- Episode no.: Season 1 Episode 7
- Directed by: Michael Spiller
- Written by: Mimi Friedman; Jeanette Collins;
- Cinematography by: James Glennon
- Editing by: Tanya Swerling
- Original release date: April 23, 2006
- Running time: 53 minutes

Guest appearances
- Matt Ross as Alby Grant; Tina Majorino as Heather Tuttle;

Episode chronology
| ← Previous "Roberta's Funeral" | Next → "Easter" |

= Eviction (Big Love) =

"Eviction" is the seventh episode of the American drama television series Big Love. The episode was written by supervising producers Mimi Friedman and Jeanette Collins, and directed by Michael Spiller. It originally aired on HBO on April 23, 2006.

The series is set in Salt Lake City and follows Bill Henrickson, a fundamentalist Mormon. He practices polygamy, having Barbara, Nicki and Margie as his wives. The series charts the family's life in and out of the public sphere in their suburb, as well as their associations with a fundamentalist compound in the area. In the episode, Bill finds that Roman is targeting his family, while Nicki confides her secret to Barbara.
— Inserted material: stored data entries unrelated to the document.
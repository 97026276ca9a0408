//! 命中项与按路径聚合的审计结果
use serde::Serialize;
use std::collections::BTreeMap;

use crate::detectors::{FancyFeature, FancyMatch};
use crate::types::{PatternDeclaration, PatternKind, UNNAMED};

/// 被标记的模式声明
#[derive(Debug, Clone, PartialEq, Eq, Serialize)]
pub struct Finding {
    pub kind: PatternKind,
    pub name: Option<String>,
    pub line: usize,
    pub feature: FancyFeature,
    pub reason: String,
    #[serde(rename = "regex")]
    pub raw: String,
}

impl Finding {
    pub fn new(decl: &PatternDeclaration<'_>, hit: &FancyMatch<'_>) -> Self {
        Self {
            kind: decl.kind,
            name: decl.name.map(str::to_string),
            line: decl.line,
            feature: hit.feature,
            reason: hit.reason(),
            raw: decl.raw.to_string(),
        }
    }

    pub fn display_name(&self) -> &str {
        self.name.as_deref().unwrap_or(UNNAMED)
    }
}

/// 文件路径 → 命中列表
///
/// 以路径字符串为键的有序映射，渲染时天然按字典序输出；
/// 只保存至少有一条命中的文件。
#[derive(Debug, Clone, Default, PartialEq, Eq, Serialize)]
#[serde(transparent)]
pub struct AuditResult {
    files: BTreeMap<String, Vec<Finding>>,
}

impl AuditResult {
    pub fn new() -> Self {
        Self::default()
    }

    /// 记录一个文件的命中；空列表被忽略，同一路径重复记录时追加
    pub fn record(&mut self, path: impl Into<String>, findings: Vec<Finding>) {
        if findings.is_empty() {
            return;
        }
        self.files.entry(path.into()).or_default().extend(findings);
    }

    pub fn is_empty(&self) -> bool {
        self.files.is_empty()
    }

    /// 含命中的文件数
    pub fn file_count(&self) -> usize {
        self.files.len()
    }

    pub fn finding_count(&self) -> usize {
        self.files.values().map(Vec::len).sum()
    }

    /// 按路径字典序迭代
    pub fn iter(&self) -> impl Iterator<Item = (&str, &[Finding])> {
        self.files.iter().map(|(p, f)| (p.as_str(), f.as_slice()))
    }

    pub fn get(&self, path: &str) -> Option<&[Finding]> {
        self.files.get(path).map(Vec::as_slice)
    }
}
According to Nielsen Media Research, the episode was seen by an estimated 4.24 million household viewers. The episode received positive reviews from critics, who praised the writing and plot progression.

==Plot==
Bill Henrickson (Bill Paxton) starts working on a new ad for Home Plus, hoping to expand its reach within the city. Don (Joel McKinnon Miller) is skeptical of the budget, and fears that their ties to Roman (Harry Dean Stanton) could jeopardize their business, but Bill is certain that Roman will cut ties with them very shortly.
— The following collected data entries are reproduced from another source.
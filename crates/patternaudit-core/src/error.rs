//! 错误类型
use std::path::PathBuf;
use thiserror::Error;

#[derive(Debug, Error)]
pub enum AuditError {
    /// 单个文件读取失败（扫描内部消化，不会中止整体扫描）
    #[error("failed to read {path}: {source}")]
    ReadFile {
        path: PathBuf,
        #[source]
        source: std::io::Error,
    },

    /// 报告无法写入目标路径
    #[error("failed to write report to {path}: {source}")]
    WriteReport {
        path: PathBuf,
        #[source]
        source: std::io::Error,
    },

    #[error("failed to serialize report: {0}")]
    Serialize(#[from] serde_json::Error),

    #[error("failed to build thread pool: {0}")]
    ThreadPool(#[from] rayon::ThreadPoolBuildError),
}

pub type Result<T, E = AuditError> = std::result::Result<T, E>;
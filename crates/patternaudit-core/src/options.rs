//! 扫描选项与统计信息（模块）

/// 默认参与扫描的文件后缀
pub const DEFAULT_EXTENSION: &str = ".rs";

/// 报告格式
/// - Markdown：按文件分节的表格（默认）
/// - Json：同内容的结构化输出，便于其他工具消费
#[derive(Debug, Clone, Copy, PartialEq, Eq, Default)]
pub enum ReportFormat {
    #[default]
    Markdown,
    Json,
}

/// 扫描选项
#[derive(Debug, Clone)]
pub struct ScanOptions {
    /// 文件名后缀过滤（例如 ".rs"）
    pub extension: String,
    /// 需要整棵跳过的目录名；默认为空，即遍历全部子目录
    pub excluded_dirs: Vec<String>,
    /// 最大文件大小（字节）；超过则跳过
    pub max_file_size: Option<u64>,
    /// 线程数：None 表示自动（等于 CPU 核数）；Some(1) 走串行
    pub threads: Option<usize>,
}

impl Default for ScanOptions {
    fn default() -> Self {
        Self {
            extension: DEFAULT_EXTENSION.to_string(),
            excluded_dirs: Vec::new(),
            max_file_size: None,
            threads: Some(1),
        }
    }
}

impl ScanOptions {
    /// 实际使用的线程数
    pub fn effective_threads(&self) -> usize {
        self.threads.unwrap_or_else(num_cpus::get).max(1)
    }
}

/// 扫描统计信息（便于 CLI 打印）
#[derive(Debug, Default, Clone, PartialEq, Eq)]
pub struct ScanStats {
    pub files_scanned: usize,
    pub files_failed: usize,
    pub files_skipped: usize,
    pub declarations_total: usize,
    pub findings_total: usize,
    pub files_with_findings: usize,
}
Roman tells Alby (Matt Ross) that he will stop pursuing Bill, and assigns him a new mission. He stops at a store, where he convinces a stranger to accompany him to his motel. When the man suggests having sex, Alby panics, and his behavior prompts the stranger to flee the motel. Two Mormon missionaries visit Nicki (Chloë Sevigny). When she reprimands them, they quickly deduce she practices polygamy. The missionaries eventually leave, claiming they will pray for her salvation. Ben (Douglas Smith) gets involved in a car accident with his friends, traumatizing him. Sarah (Amanda Seyfried) decides to bring Heather (Tina Majorino) to dine with her family, but Bill and Barbara (Jeanne Tripplehorn) are taken aback when she brings up the concept of polygamy.
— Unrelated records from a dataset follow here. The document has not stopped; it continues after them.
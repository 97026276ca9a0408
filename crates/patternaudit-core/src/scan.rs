//! 扫描主流程与并行调度
use chrono::Local;
use rayon::prelude::*;
use std::path::{Path, PathBuf};
use tracing::{debug, info, warn};
use walkdir::{DirEntry, WalkDir};

use crate::detectors::detect_fancy;
use crate::error::{AuditError, Result};
use crate::extract::extract_declarations;
use crate::findings::{AuditResult, Finding};
use crate::options::{ReportFormat, ScanOptions, ScanStats};
use crate::report::{render_json, render_markdown, write_report};

/// 单个文件的分析结果
#[derive(Debug, Clone, Default, PartialEq, Eq)]
pub struct FileReport {
    /// 识别出的宏声明数量（含未命中的）
    pub declarations: usize,
    /// 命中高风险特性的声明
    pub findings: Vec<Finding>,
}

/// 对一段源码执行“提取 → 检测”，只保留命中的声明
pub fn analyze_source(content: &str) -> FileReport {
    let decls = extract_declarations(content);
    let findings = decls
        .iter()
        .filter_map(|d| detect_fancy(d.raw).map(|hit| Finding::new(d, &hit)))
        .collect();
    FileReport { declarations: decls.len(), findings }
}

/// 读取并分析单个文件；读取失败（权限、编码、I/O）以错误返回，由调用方决定如何处理
pub fn scan_file(path: &Path) -> Result<FileReport> {
    let content = std::fs::read_to_string(path).map_err(|source| AuditError::ReadFile {
        path: path.to_path_buf(),
        source,
    })?;
    Ok(analyze_source(&content))
}

fn is_excluded_dir(entry: &DirEntry, opts: &ScanOptions) -> bool {
    // 根目录本身不参与排除
    entry.depth() > 0
        && entry.file_type().is_dir()
        && entry
            .file_name()
            .to_str()
            .is_some_and(|name| opts.excluded_dirs.iter().any(|d| d == name))
}

/// 递归收集后缀匹配的文件，返回 (文件列表, 因大小被跳过的数量)
fn collect_files(root: &Path, opts: &ScanOptions) -> (Vec<PathBuf>, usize) {
    let mut files = Vec::new();
    let mut skipped = 0;

    for entry in WalkDir::new(root)
        .into_iter()
        .filter_entry(|e| !is_excluded_dir(e, opts))
    {
        let entry = match entry {
            Ok(e) => e,
            Err(e) => {
                warn!(error = %e, "failed to walk directory entry");
                continue;
            }
        };
        // 指向文件的符号链接按普通文件处理
        let is_file = entry.file_type().is_file()
            || (entry.path_is_symlink() && entry.path().is_file());
        if !is_file {
            continue;
        }
        let matches_ext = entry
            .file_name()
            .to_str()
            .is_some_and(|name| name.ends_with(opts.extension.as_str()));
        if !matches_ext {
            continue;
        }
        if let Some(max) = opts.max_file_size {
            if let Ok(md) = std::fs::metadata(entry.path()) {
                if md.len() > max {
                    debug!(path = %entry.path().display(), size = md.len(), "skipping oversized file");
                    skipped += 1;
                    continue;
                }
            }
        }
        files.push(entry.into_path());
    }

    (files, skipped)
}

/// 扫描目录树，按文件聚合命中
///
/// 单个文件读取失败只记录日志，该文件视为无命中；
/// 结果按路径排序，与遍历顺序和并行完成顺序无关。
pub fn scan_tree(root: &Path, opts: &ScanOptions) -> Result<(AuditResult, ScanStats)> {
    if !root.is_dir() {
        warn!(root = %root.display(), "scan root is not a directory; report will be empty");
    }

    let (files, skipped) = collect_files(root, opts);
    let threads = opts.effective_threads();
    debug!(files = files.len(), threads, "collected files");

    let outcomes: Vec<(PathBuf, Result<FileReport>)> = if threads > 1 {
        let pool = rayon::ThreadPoolBuilder::new().num_threads(threads).build()?;
        pool.install(|| {
            files
                .into_par_iter()
                .map(|path| {
                    let res = scan_file(&path);
                    (path, res)
                })
                .collect()
        })
    } else {
        files
            .into_iter()
            .map(|path| {
                let res = scan_file(&path);
                (path, res)
            })
            .collect()
    };

    let mut result = AuditResult::new();
    let mut stats = ScanStats { files_skipped: skipped, ..ScanStats::default() };

    for (path, outcome) in outcomes {
        match outcome {
            Ok(report) => {
                stats.files_scanned += 1;
                stats.declarations_total += report.declarations;
                stats.findings_total += report.findings.len();
                result.record(path.display().to_string(), report.findings);
            }
            Err(e) => {
                warn!(path = %path.display(), error = %e, "error reading file; treating as no findings");
                stats.files_failed += 1;
            }
        }
    }
    stats.files_with_findings = result.file_count();

    Ok((result, stats))
}

/// 扫描目录并将报告写入 `output`（覆盖原有内容）
pub fn scan_and_write(
    root: &Path,
    output: &Path,
    opts: &ScanOptions,
    format: ReportFormat,
) -> Result<ScanStats> {
    let (result, stats) = scan_tree(root, opts)?;

    let generated = Local::now();
    let text = match format {
        ReportFormat::Markdown => render_markdown(&result, &generated),
        ReportFormat::Json => render_json(&result, &generated)?,
    };
    write_report(output, &text)?;

    info!(
        files_scanned = stats.files_scanned,
        files_failed = stats.files_failed,
        findings = stats.findings_total,
        output = %output.display(),
        "report written"
    );
    Ok(stats)
}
Barbara is called by Peg (Wendy Phillips), who informs her of Nicki's credit card debt after the Home Plus incident. When she confronts her, Nicki breaks down, lamenting that Bill might leave her when he finds out. Bill visits Juniper Creek, discovering that the United Effort Brotherhood has evicted Lois (Grace Zabriskie) and Frank (Bruce Dern) from their house, and destroyed family properties. He also discovers that Joey (Shawn Doyle) is being targeted by the Attorney General after Roman provided incriminating evidence. He is later called by a Home Plus security guard, who caught Alby breaking into his office. Bill is forced to let him go. Back home, he expresses his concerns to Barbara.

==Production==
===Development===
The episode was written by supervising producers Mimi Friedman and Jeanette Collins, and directed by Michael Spiller. This was Friedman's first writing credit, Collins' first writing credit, and Spiller's second directing credit.

==Reception==
===Viewers===
In its original American broadcast, "Eviction" was seen by an estimated 4.24 million household viewers. This was a 7% increase from the previous episode, which was watched by an estimated 3.94 million household viewers.

===Critical reviews===
"Eviction" received positive reviews from critics. Michael Peck of TV Guide wrote, "OK, here's a lesson in winning friends and influencing people. Or, more accurately, how to win sympathy from the audience. On the one hand, we have dutiful Margene, who minds the kids and, as sweetly as possible, tries to get Bill to take her to the big movie theater or someone to go to the mall with her. No scheming, just asking. And you've gotta feel for the poor kid, who naively signed on for this polygamy deal without realizing what she was getting into, but she's doing the best she can."

Michael Sciannamea of TV Squad wrote, "it's obvious that Bill and Barb share a deep affection for each other. It makes you question as to why Bill is even involved with Nikki and Margene. He doesn't even seem to have any relationships with his children by his two younger wives. Is he a polygamist solely because his father is one and doesn't know any other way of life? Bill is having a tough go of it lately, but he's brought a lot of it upon himself, so let's not shed any tears for him." Television Without Pity gave the episode an "A–" grade.